-- WHAT YOU SHOULD DO --
The answer must be every line below that contains the string "commands".

Collected data
-=-=-=-=-
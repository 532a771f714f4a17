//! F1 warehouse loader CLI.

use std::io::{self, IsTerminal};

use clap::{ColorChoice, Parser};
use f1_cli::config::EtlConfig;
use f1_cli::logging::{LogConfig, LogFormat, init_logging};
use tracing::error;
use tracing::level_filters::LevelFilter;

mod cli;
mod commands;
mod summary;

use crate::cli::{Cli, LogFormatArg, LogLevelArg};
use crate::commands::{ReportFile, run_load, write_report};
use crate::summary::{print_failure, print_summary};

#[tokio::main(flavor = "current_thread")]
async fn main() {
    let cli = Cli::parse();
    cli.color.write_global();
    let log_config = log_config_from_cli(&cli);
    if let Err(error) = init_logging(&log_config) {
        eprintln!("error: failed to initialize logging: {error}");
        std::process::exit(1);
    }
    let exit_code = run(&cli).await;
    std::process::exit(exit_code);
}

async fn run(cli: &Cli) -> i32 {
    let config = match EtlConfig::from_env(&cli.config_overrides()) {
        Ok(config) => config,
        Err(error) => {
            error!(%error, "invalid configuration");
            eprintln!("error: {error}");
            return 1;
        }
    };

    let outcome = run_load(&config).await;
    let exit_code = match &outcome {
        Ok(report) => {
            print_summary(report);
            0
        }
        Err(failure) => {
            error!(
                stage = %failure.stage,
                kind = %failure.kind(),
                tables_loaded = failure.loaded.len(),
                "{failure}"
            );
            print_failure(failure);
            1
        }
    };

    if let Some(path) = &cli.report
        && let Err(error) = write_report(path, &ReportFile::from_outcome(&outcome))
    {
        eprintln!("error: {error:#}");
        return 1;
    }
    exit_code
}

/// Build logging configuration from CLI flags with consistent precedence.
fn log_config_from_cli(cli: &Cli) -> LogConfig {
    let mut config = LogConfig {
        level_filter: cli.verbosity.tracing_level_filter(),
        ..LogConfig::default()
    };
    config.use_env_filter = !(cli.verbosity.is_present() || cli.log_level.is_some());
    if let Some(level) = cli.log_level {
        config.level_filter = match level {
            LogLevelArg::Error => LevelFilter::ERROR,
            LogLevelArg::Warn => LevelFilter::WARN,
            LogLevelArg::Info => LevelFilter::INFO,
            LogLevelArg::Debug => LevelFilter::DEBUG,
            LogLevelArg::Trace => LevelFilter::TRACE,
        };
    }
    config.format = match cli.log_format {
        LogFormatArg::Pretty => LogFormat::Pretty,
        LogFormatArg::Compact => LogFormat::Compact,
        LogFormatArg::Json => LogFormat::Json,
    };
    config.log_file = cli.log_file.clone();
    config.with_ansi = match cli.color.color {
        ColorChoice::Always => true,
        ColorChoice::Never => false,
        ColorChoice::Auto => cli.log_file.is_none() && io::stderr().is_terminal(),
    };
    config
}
-=-=-=-=-
-- ANSWER SECTION --
mod commands;
use crate::commands::{ReportFile, run_load, write_report};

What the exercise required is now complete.